Code for: Rapid UPF1 depletion illuminates the temporal dynamics of the NMD-regulated human transcriptome
This repository contains the scripts for the project:
Rapid UPF1 depletion illuminates the temporal dynamics of the NMD-regulated human transcriptome
(available as bioRxiv preprint)
- This repository primarily aims to provide transparent insight into the high-throughput analysis steps used in the study of UPF1 depletion via conditional degron tags (CDT) in human cells.
⚠️ NOTE: The complete pipeline and individual scripts are currently not optimized to run on different computing infrastructures in a standardized/portable manner. This means that all required packages have to be installed manually and configured accordingly to reproduce the results. - Additionally, all R scripts used for analyses and to create the plots are available. UPF1_NMDRHT_Analysis.R is the top level file.
- Combined with the "Resources", which can be obtained from Zenodo, the R scripts should allow reproducing all intermediate analyses and plots.
- NOTE: The Resources were obmitted from this repository due to their large filesize.
- The Resources contain pre-analyzed and intermediate output data.
- The combination of scripts and resources requires the following local folder structure to work properly:
2025_UPF1_NMDRHT/ ├── Resources/ // Contents from the Resources.zip from Zenodo │ ├── bakR/ // First resource folder │ └── ... // Other resource folders ├── Plots/ // Output for analyses plots │ ├── Figure1/ // Plots for Figure1 │ └── ... // Other Plots folders ├── .../ // Other folders from GitHub, e.g. "Analyses" or "Tables" ├── UPF1_NMDRHT_Analysis.R // Top-level R analysis script └── ... // Other R analysis scripts
- For immediate exploration, the finalized and styled Excel MainTables for Gene- and Transcript-level analyses can be used, which are found here.
-
Complete analysis of multiple RNA-Seq datasets (provided in FASTQ format; see here for dataset overview and here for individual sample identification), mapped to Gencode v42 / GRCh38.primary_assembly supplemented with SIRVomeERCCome (from Lexogen; download) using STAR (short-read) or minimap2 (long-read).
-
Transcript quantification was performed using Salmon in mapping-based mode with a decoy-aware transcriptome index (either GENCODE.v42 or consolidated NMDRHT.v1.2) and the options --numGibbsSamples 30 --useVBOpt --gcBias --seqBias
-
Differential gene expression (DGE) was analyzed via DESeq2 or swish, differential transcript expression (DTE) via edgeR, differential transcript usage (DTU) via IsoformSwitchAnalyzeR and alternative splicing (AS) via LeafCutter.
-
The main pre-revision CRSA_V009.sh or post-revision Bash script CRSA_V010.sh runs the complete pipeline for standard short-read RNA-Seq data or individual modules using the options (see CRSA_V010.sh -h) and requires a design file specifying the following:
- reference type (gencode.v42.SIRVomeERCCome was used in this study)

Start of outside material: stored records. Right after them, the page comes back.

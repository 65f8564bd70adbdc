//! Where the tools read and write their files.

use std::path::{Path, PathBuf};
use std::time::Duration;

pub const DEFAULT_ASSETS_DIR: &str = "assets";
pub const DEFAULT_URL_LIST: &str = "image_urls_clean.txt";
pub const DEFAULT_MAPPING_FILE: &str = "url_mapping.txt";
pub const DEFAULT_TIMEOUT_SECS: u64 = 30;

/// Configuration shared by every tool in the pipeline.
///
/// Relative paths are resolved against `root`.
#[derive(Debug, Clone)]
pub struct AssetConfig {
    /// Working directory for the newsletter (contains `assets/`)
    pub root: PathBuf,
    /// Asset directory name, also the prefix of every local path
    pub assets_dir: String,
    /// URL list written by the extractor and read by the fetcher
    pub url_list: PathBuf,
    /// `url|local` mapping file
    pub mapping_file: PathBuf,
    /// Per-request download timeout
    pub timeout: Duration,
}

impl Default for AssetConfig {
    fn default() -> Self {
        Self {
            root: PathBuf::from("."),
            assets_dir: DEFAULT_ASSETS_DIR.to_string(),
            url_list: PathBuf::from(DEFAULT_URL_LIST),
            mapping_file: PathBuf::from(DEFAULT_MAPPING_FILE),
            timeout: Duration::from_secs(DEFAULT_TIMEOUT_SECS),
        }
    }
}

impl AssetConfig {
    /// Default layout rooted at `root`.
    pub fn with_root(root: impl Into<PathBuf>) -> Self {
        Self {
            root: root.into(),
            ..Self::default()
        }
    }

    /// Resolve a path against the root. Absolute paths are returned as-is.
    pub fn resolve(&self, path: &Path) -> PathBuf {
        self.root.join(path)
    }

    pub fn url_list_path(&self) -> PathBuf {
        self.resolve(&self.url_list)
    }

    pub fn mapping_path(&self) -> PathBuf {
        self.resolve(&self.mapping_file)
    }

    /// On-disk location of a local path such as `assets/promo/banner.jpg`.
    pub fn asset_file(&self, local_path: &str) -> PathBuf {
        self.root.join(local_path)
    }
}

/// Command-line options shared by every binary.
#[derive(clap::Args, Debug, Clone)]
pub struct ConfigArgs {
    /// Newsletter working directory (holds assets/ and the list/mapping files)
    #[arg(long, env = "NEWSLETTER_ROOT", default_value = ".")]
    pub root: PathBuf,

    /// Asset directory name, used as the prefix of local paths
    #[arg(long, default_value = DEFAULT_ASSETS_DIR)]
    pub assets_dir: String,

    /// URL list file
    #[arg(long, default_value = DEFAULT_URL_LIST)]
    pub url_list: PathBuf,

    /// URL mapping file
    #[arg(long, default_value = DEFAULT_MAPPING_FILE)]
    pub mapping: PathBuf,

    /// Per-image download timeout in seconds
    #[arg(long, default_value_t = DEFAULT_TIMEOUT_SECS)]
    pub timeout_secs: u64,
}

impl From<ConfigArgs> for AssetConfig {
    fn from(args: ConfigArgs) -> Self {
        Self {
            root: args.root,
            assets_dir: args.assets_dir,
            url_list: args.url_list,
            mapping_file: args.mapping,
            timeout: Duration::from_secs(args.timeout_secs),
        }
    }
}
//! Replace remote image URLs in a document with their local paths.
//!
//! All substitution is literal string replacement. The attribute and CSS
//! forms are replaced first, then any remaining bare occurrence of the URL.

use crate::error::{read_required, AssetError, Result};
use crate::{AssetConfig, UrlMapping};
use std::path::Path;

/// Surface forms replaced before the catch-all pass, as (before, after) the URL.
const CONTEXTS: [(&str, &str); 7] = [
    ("src=\"", "\""),
    ("src='", "'"),
    ("url(", ")"),
    ("url('", "')"),
    ("url(\"", "\")"),
    ("background=\"", "\""),
    ("background='", "'"),
];

/// Rewritten text plus the number of substitutions made.
#[derive(Debug, Clone, PartialEq, Eq)]
pub struct Rewrite {
    pub text: String,
    pub replacements: usize,
}

/// Result of rewriting a file on disk.
#[derive(Debug, Clone, Copy, PartialEq, Eq)]
pub enum RewriteOutcome {
    Updated { replacements: usize },
    /// Nothing matched; the file was left untouched
    NoChanges,
}

/// Replace every occurrence of `from` in `text`, returning how many there were.
fn replace_counted(text: &mut String, from: &str, to: &str) -> usize {
    let count = text.matches(from).count();
    if count > 0 {
        *text = text.replace(from, to);
    }
    count
}

/// Rewrite every mapped URL in `text` to its local path.
pub fn rewrite_document(text: &str, mapping: &UrlMapping) -> Rewrite {
    let mut out = text.to_string();
    let mut replacements = 0usize;

    for (orig, local) in mapping.longest_first() {
        if !out.contains(orig) {
            continue;
        }
        for (open, close) in CONTEXTS {
            let from = format!("{}{}{}", open, orig, close);
            let to = format!("{}{}{}", open, local, close);
            replacements += replace_counted(&mut out, &from, &to);
        }
        replacements += replace_counted(&mut out, orig, local);
    }

    Rewrite {
        text: out,
        replacements,
    }
}

/// Rewrite `document` in place using the configured mapping file.
pub fn rewrite_file(config: &AssetConfig, document: &Path) -> Result<RewriteOutcome> {
    let mapping_path = config.mapping_path();
    let mapping = UrlMapping::load(&mapping_path)?;
    if mapping.is_empty() {
        return Err(AssetError::EmptyInput {
            path: mapping_path,
            what: "URL mappings",
        });
    }

    let document = config.resolve(document);
    let original = read_required(&document)?;
    let rewrite = rewrite_document(&original, &mapping);

    if rewrite.text == original {
        log::info!("{}: no mapped URLs found", document.display());
        return Ok(RewriteOutcome::NoChanges);
    }
    std::fs::write(&document, &rewrite.text).map_err(|e| AssetError::io(&document, e))?;
    log::info!(
        "{}: {} URL replacements",
        document.display(),
        rewrite.replacements
    );
    Ok(RewriteOutcome::Updated {
        replacements: rewrite.replacements,
    })
}
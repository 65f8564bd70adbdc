//! Find remote image URLs in a backup document.
//!
//! Any host is accepted: export tools rewrite image links through whatever
//! CDN the email provider uses, so filtering by domain would drop images.

use crate::error::{read_required, AssetError, Result};
use crate::{is_image_url, AssetConfig, EXTENSION_ALTERNATION};
use regex::Regex;
use std::collections::BTreeSet;
use std::path::Path;

lazy_static::lazy_static! {
    static ref IMAGE_URL: Regex = Regex::new(&format!(
        r#"(?i)https?://[^\s"'>)]+\.(?:{})"#,
        EXTENSION_ALTERNATION
    ))
    .unwrap();
}

/// Cut a raw match at the first character that cannot belong to the URL.
fn trim_url(raw: &str) -> &str {
    raw.split([')', '"', '\'', '>', ' '])
        .next()
        .unwrap_or_default()
}

/// All distinct image URLs in `text`, sorted lexicographically.
pub fn extract_image_urls(text: &str) -> Vec<String> {
    let urls: BTreeSet<String> = IMAGE_URL
        .find_iter(text)
        .map(|m| trim_url(m.as_str()))
        .filter(|url| is_image_url(url))
        .map(str::to_string)
        .collect();
    urls.into_iter().collect()
}

/// Write one URL per line, each terminated by a newline.
pub fn write_url_list(path: &Path, urls: &[String]) -> Result<()> {
    let mut out = String::new();
    for url in urls {
        out.push_str(url);
        out.push('\n');
    }
    std::fs::write(path, out).map_err(|e| AssetError::io(path, e))
}

/// Read a URL list, skipping blank lines.
pub fn read_url_list(path: &Path) -> Result<Vec<String>> {
    let content = read_required(path)?;
    Ok(content
        .lines()
        .map(str::trim)
        .filter(|line| !line.is_empty())
        .map(str::to_string)
        .collect())
}

/// Extract image URLs from `backup` and save them to the configured URL list.
///
/// A missing backup fails before anything is written, so a stale or empty
/// list is never mistaken for "no images".
pub fn extract_to_file(config: &AssetConfig, backup: &Path) -> Result<Vec<String>> {
    let backup = config.resolve(backup);
    let content = read_required(&backup)?;
    let urls = extract_image_urls(&content);
    log::info!("{}: {} unique image URLs", backup.display(), urls.len());
    write_url_list(&config.url_list_path(), &urls)?;
    Ok(urls)
}
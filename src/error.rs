//! Error types for the newsletter asset tools.
//!
//! Hard failures (a required input file is missing, the pairing precondition
//! of the restorer does not hold) are returned as [`AssetError`]. Per-URL
//! download failures are not errors at this level: they are collected into
//! [`crate::fetch::FetchFailure`] records so the batch keeps going.

use std::path::PathBuf;
use thiserror::Error;

pub type Result<T> = std::result::Result<T, AssetError>;

#[derive(Debug, Error)]
pub enum AssetError {
    /// A required input file does not exist.
    #[error("{} not found", .path.display())]
    MissingInputFile { path: PathBuf },

    /// An input file exists but holds nothing usable.
    #[error("No {what} found in {}", .path.display())]
    EmptyInput { path: PathBuf, what: &'static str },

    /// A URL could not be turned into a local path.
    #[error("Invalid image URL '{url}': {reason}")]
    InvalidUrl { url: String, reason: String },

    /// Request failed or the server answered with a non-success status.
    #[error("Failed to fetch {url}: {source}")]
    Http {
        url: String,
        #[source]
        source: reqwest::Error,
    },

    /// The HTTP client itself could not be set up.
    #[error("Failed to build HTTP client: {source}")]
    HttpClient {
        #[source]
        source: reqwest::Error,
    },

    /// Placeholder tags and backup image URLs cannot be paired by position.
    #[error(
        "Found {placeholders} placeholder images but {backup_urls} image URLs in the backup; \
         refusing to pair by position (use --lenient to pair anyway)"
    )]
    PlaceholderMismatch {
        placeholders: usize,
        backup_urls: usize,
    },

    #[error("I/O error on {}: {source}", .path.display())]
    Io {
        path: PathBuf,
        #[source]
        source: std::io::Error,
    },
}

impl AssetError {
    pub(crate) fn io(path: impl Into<PathBuf>, source: std::io::Error) -> Self {
        AssetError::Io {
            path: path.into(),
            source,
        }
    }
}

/// Fail with [`AssetError::MissingInputFile`] unless `path` exists.
pub(crate) fn require_file(path: &std::path::Path) -> Result<()> {
    if path.exists() {
        Ok(())
    } else {
        Err(AssetError::MissingInputFile {
            path: path.to_path_buf(),
        })
    }
}

/// Read a UTF-8 file that must exist.
pub(crate) fn read_required(path: &std::path::Path) -> Result<String> {
    require_file(path)?;
    std::fs::read_to_string(path).map_err(|e| AssetError::io(path, e))
}

#[cfg(test)]
mod tests {
    use super::*;

    #[test]
    fn test_missing_file_message() {
        let err = read_required(std::path::Path::new("/nonexistent/backup.html")).unwrap_err();
        assert!(matches!(err, AssetError::MissingInputFile { .. }));
        assert_eq!(err.to_string(), "/nonexistent/backup.html not found");
    }
}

- sequencing design (single- or paired-end reads)
- study name
- folder locations (srvdir for raw file locations, mydir for analyses output)
- location of the experiment file which specifies sample IDs and condition
-
Please see the provided design.txt file example for more information concerning this design file. An example for the tab-delimited experiment.txt file is provided as well. Please see the comments in CRSA_V009.sh or CRSA_V010.sh for further instructions
-
To run/reproduce the complete analysis script, many modules require specific tools. Please make sure you have the following tools installed and configured if required:
- STAR - version 2.7.10b was used for the analyses - with genome indices generated using GRCh38.primary.SIRVomeERCCome.fa and gencode.v42.SIRVomeERCCome.annotation.gtf (both reference files can be found here). The following code was used for genome index generation:
STAR --runMode genomeGenerate --runThreadN 15 --genomeDir /home/volker/reference/gencode.v42.SIRVomeERCCome --genomeFastaFiles /home/volker/reference/Gencode/GRCh38.primary.SIRVomeERCCome.fa --sjdbGTFfile /home/volker/reference/Gencode/gencode.v42.SIRVomeERCCome.annotation.gtf --sjdbOverhang 99
- Alfred - version v0.2.6 was used for the analyses
- samtools - version 1.16.1 (using htslib 1.16) was used for the analyses
- IGV tools - version 2.14.1 or 2.17.2 was used for the analyses - make sure you have the gencode.v42.SIRVomeERCCome.chrom.sizes file (can be found here) located in /PATH/TO/IGV/lib/genomes
- Salmon - version v1.9.0 was used for the analyses - with an index generated using gentrome.v42.SIRV.ERCC.fa.gz and decoys.txt (can be found here). A separate conda environment was created for Salmon. The following code was used for index generation:
salmon index -t /home/volker/reference/Gencode/gentrome.v42.SIRV.ERCC.fa.gz -d /home/volker/reference/Gencode/decoys.txt -p 12 -i /home/volker/reference/Transcriptome/gencode.v42.SIRVomeERCCome --gencode
- DESeq2 - version 1.40.1 was used for the analyses. The tx2gene file used for the analyses can be found here
- IsoformSwitchAnalyzeR - version 1.18.0 was used for the analyses.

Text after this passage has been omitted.